Swiss private bank UBS discusses the outlook for global equities and bonds.
In its global tactical strategy, UBS said recently that it has upgraded its global equities to neutral, but continues to prefer bonds.
“While global equity valuations remain unattractive with limited room for re-rating, the earnings outlook has improved. On the back of the US economic resilience, we have decided to upgrade global equities to neutral, but we continue to prefer bonds,” the bank said in a statement.
Relative to high grade or government bonds, UBS thinks that global equities remain unattractive. “The equity risk premium (ERP) is falling, and the cost of equity remains consistent with future negative returns versus high-quality sovereign bonds,” the bank continued.
UBS said that the latest economic and inflation data have come in ahead of expectations. “The US economy grew above trend in the second quarter, and inflation has continued to cool. Moreover, the second quarter reporting season likely marked the end of the earnings recession, and profitability looks set to inflect upwards in the coming quarters,” the firm continued.
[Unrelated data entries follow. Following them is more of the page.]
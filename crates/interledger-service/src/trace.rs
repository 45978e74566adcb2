//! Span and logging helpers for packets flowing through the connector.

use crate::{AccountId, IlpResult};

use interledger_packet::Prepare;
use std::str;
use tracing::{debug_span, error_span, info, Span};
use uuid::Uuid;

/// Span wrapping the handling of one incoming Prepare. A fresh `request.id`
/// is only added when no enclosing span already carries one, so ids
/// propagated from elsewhere are kept.
pub fn incoming_span(from: &AccountId, prepare: &Prepare) -> Span {
    if Span::current().has_field("request.id") {
        error_span!(
            "incoming",
            prepare.destination = %prepare.destination(),
            prepare.amount = prepare.amount(),
            from.id = %from,
        )
    } else {
        error_span!(
            "incoming",
            request.id = %Uuid::new_v4(),
            prepare.destination = %prepare.destination(),
            prepare.amount = prepare.amount(),
            from.id = %from,
        )
    }
}

/// Span wrapping the forwarding of a Prepare to the next hop.
pub fn forwarding_span(to: &AccountId) -> Span {
    error_span!("forwarding", to.id = %to)
}

/// Logs the outcome of a Prepare.
pub fn trace_response(result: &IlpResult) {
    match result {
        Ok(fulfill) => {
            debug_span!("", fulfillment = %hex::encode(fulfill.fulfillment())).in_scope(|| {
                info!(result = "fulfill");
            })
        }
        Err(reject) => {
            let triggered_by = reject
                .triggered_by()
                .map(|address| address.to_string())
                .unwrap_or_default();
            debug_span!("",
                reject.code = %reject.code(),
                reject.message = %str::from_utf8(reject.message()).unwrap_or_default(),
                reject.triggered_by = %triggered_by,
            )
            .in_scope(|| {
                info!(result = "reject");
            })
        }
    }
}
The bank now believes that a recession in the US is less likely, while earnings look primed for a rebound. On balance, UBS sees the risk-reward for equites as more favourable.
Across regions, the bank has downgraded Australia to neutral, kept US equities as least preferred, and emerging market equities as most preferred.
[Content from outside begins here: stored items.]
impl RouteBroadcaster {
    pub fn new(
        routing_table: Arc<ForwardingRoutingTable>,
        accounts: Arc<dyn AccountSettingsStore>,
        routing_settings: GlobalRoutingSettings,
        operator_address: OperatorAddress,
    ) -> Self {
        RouteBroadcaster {
            routing_table,
            accounts,
            routing_settings,
            operator_address,
            senders: RwLock::new(HashMap::new()),
            receivers: RwLock::new(HashMap::new()),
        }
    }

    pub fn routing_table(&self) -> &Arc<ForwardingRoutingTable> {
        &self.routing_table
    }

    /// Creates a sender and/or receiver for `account`, as its
    /// `send_routes`/`receive_routes` settings allow. Returns false when
    /// route broadcasting is disabled or the account exchanges no routes.
    pub fn register_ccp_enabled_account(&self, account: &AccountSettings, link: Arc<Link>) -> bool {
        if !self.routing_settings.route_broadcast_enabled {
            debug!("Route broadcasting disabled, not registering {}", account.id);
            return false;
        }

        let mut registered = false;
        if account.should_send_routes() {
            let sender = CcpSender::new(
                account.id.clone(),
                link.clone(),
                self.routing_table.clone(),
                self.accounts.clone(),
                self.routing_settings.clone(),
                self.operator_address.clone(),
            );
            if let Some(previous) = self.senders.write().insert(account.id.clone(), sender) {
                previous.stop_broadcasting();
            }
            registered = true;
        }
        if account.should_receive_routes() {
            let receiver = CcpReceiver::new(
                account.id.clone(),
                link,
                self.routing_table.clone(),
                self.operator_address.clone(),
            );
            self.receivers
                .write()
                .insert(account.id.clone(), Arc::new(receiver));
            registered = true;
        }

        if registered {
            info!(
                "Exchanging routes with {} ({}): send={}, receive={}",
                account.id,
                account.relationship.as_str(),
                account.should_send_routes(),
                account.should_receive_routes()
            );
        }
        registered
    }

    pub fn ccp_sender(&self, account_id: &AccountId) -> Option<CcpSender> {
        self.senders.read().get(account_id).cloned()
    }

    pub fn ccp_receiver(&self, account_id: &AccountId) -> Option<Arc<CcpReceiver>> {
        self.receivers.read().get(account_id).cloned()
    }

    pub fn receivers(&self) -> Vec<Arc<CcpReceiver>> {
        self.receivers.read().values().cloned().collect()
    }

    /// Stops routing with `account_id` and withdraws the routes learned from
    /// it, falling back to other peers' routes where they have one.
    pub fn remove_account(&self, account_id: &AccountId) {
        if let Some(sender) = self.senders.write().remove(account_id) {
            sender.stop_broadcasting();
        }
        if self.receivers.write().remove(account_id).is_some() {
            let withdrawn = self.routing_table.withdraw_routes_via(account_id);
            debug!("Withdrew {} routes via {}", withdrawn.len(), account_id);
            self.update_best_routes(withdrawn);
        }
    }

    /// Applies a route update through `receiver`, then re-selects the best
    /// route for every prefix it touched. Returns the prefixes whose
    /// forwarding entry changed.
    pub fn handle_route_update_request(
        &self,
        receiver: &CcpReceiver,
        request: RouteUpdateRequest,
    ) -> Result<Vec<AddressPrefix>, CcpError> {
        // A new table id drops everything the peer announced before,
        // even when the update itself is then refused
        let mut touched: BTreeSet<AddressPrefix> =
            if receiver.routing_table_id() != request.routing_table_id {
                receiver.learned_prefixes().into_iter().collect()
            } else {
                BTreeSet::new()
            };
        let result = receiver.handle_route_update_request(request);
        if let Ok(changed) = result.as_ref() {
            touched.extend(changed.iter().cloned());
        }
        let reselected = self.update_best_routes(touched);
        result.map(|changed| {
            let mut all: BTreeSet<AddressPrefix> = changed.into_iter().collect();
            all.extend(reselected);
            all.into_iter().collect()
        })
    }

    /// Points each prefix at the shortest route any receiver has learned for
    /// it, or withdraws it when none has. Prefixes routed to an account we
    /// do not receive routes from (local and child routes) are left alone.
    pub fn update_best_routes<I>(&self, prefixes: I) -> Vec<AddressPrefix>
    where
        I: IntoIterator<Item = AddressPrefix>,
    {
        let receivers = self.receivers.read();
        let mut changed = Vec::new();
        for prefix in prefixes {
            let current = self.routing_table.get_route(&prefix);
            let current_next_hop = current.as_ref().map(|route| &route.next_hop_account_id);
            if let Some(next_hop) = current_next_hop {
                if !receivers.contains_key(next_hop) {
                    continue;
                }
            }

            let best: Option<Route> = receivers
                .values()
                .filter_map(|receiver| receiver.learned_route(&prefix))
                .min_by(|a, b| {
                    a.path
                        .len()
                        .cmp(&b.path.len())
                        .then_with(|| {
                            let a_current = Some(&a.next_hop_account_id) == current_next_hop;
                            let b_current = Some(&b.next_hop_account_id) == current_next_hop;
                            b_current.cmp(&a_current)
                        })
                        .then_with(|| a.next_hop_account_id.cmp(&b.next_hop_account_id))
                });

            match best {
                Some(route) => {
                    let next_hop = route.next_hop_account_id.clone();
                    if self.routing_table.set_route(route) {
                        debug!("Best route for {} is now via {}", prefix, next_hop);
                        changed.push(prefix);
                    }
                }
                None if current.is_some() => {
                    if self.routing_table.withdraw_route(&prefix).is_some() {
                        debug!("No peer has a route for {} anymore", prefix);
                        changed.push(prefix);
                    }
                }
                None => {}
            }
        }
        changed
    }

    pub fn shutdown(&self) {
        for sender in self.senders.read().values() {
            sender.stop_broadcasting();
        }
    }
}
UBS expects emerging market stocks to outperform their developed market peers due to better earnings' growth prospects, undemanding relative valuations, and central banks’ easing bias in the second half of the year. “The approaching end of the US rate-hike cycle also provides a tailwind for emerging market stocks,” the bank added.
Across sectors, UBS said it keeps its balanced exposure to cyclicals and defensives. It favours consumer staples and utilities (both most preferred) over healthcare (least preferred), and also favours industrials (most preferred) and energy (upgraded to most preferred) over IT (least preferred), and materials (downgraded to least preferred). UBS said it has also upgraded communication services to neutral.
Across styles, the bank prefers value and quality income to growth. Its analysis shows that if inflation stays above 3 per cent, value stocks tend to outperform growth stocks, even during economic slowdowns.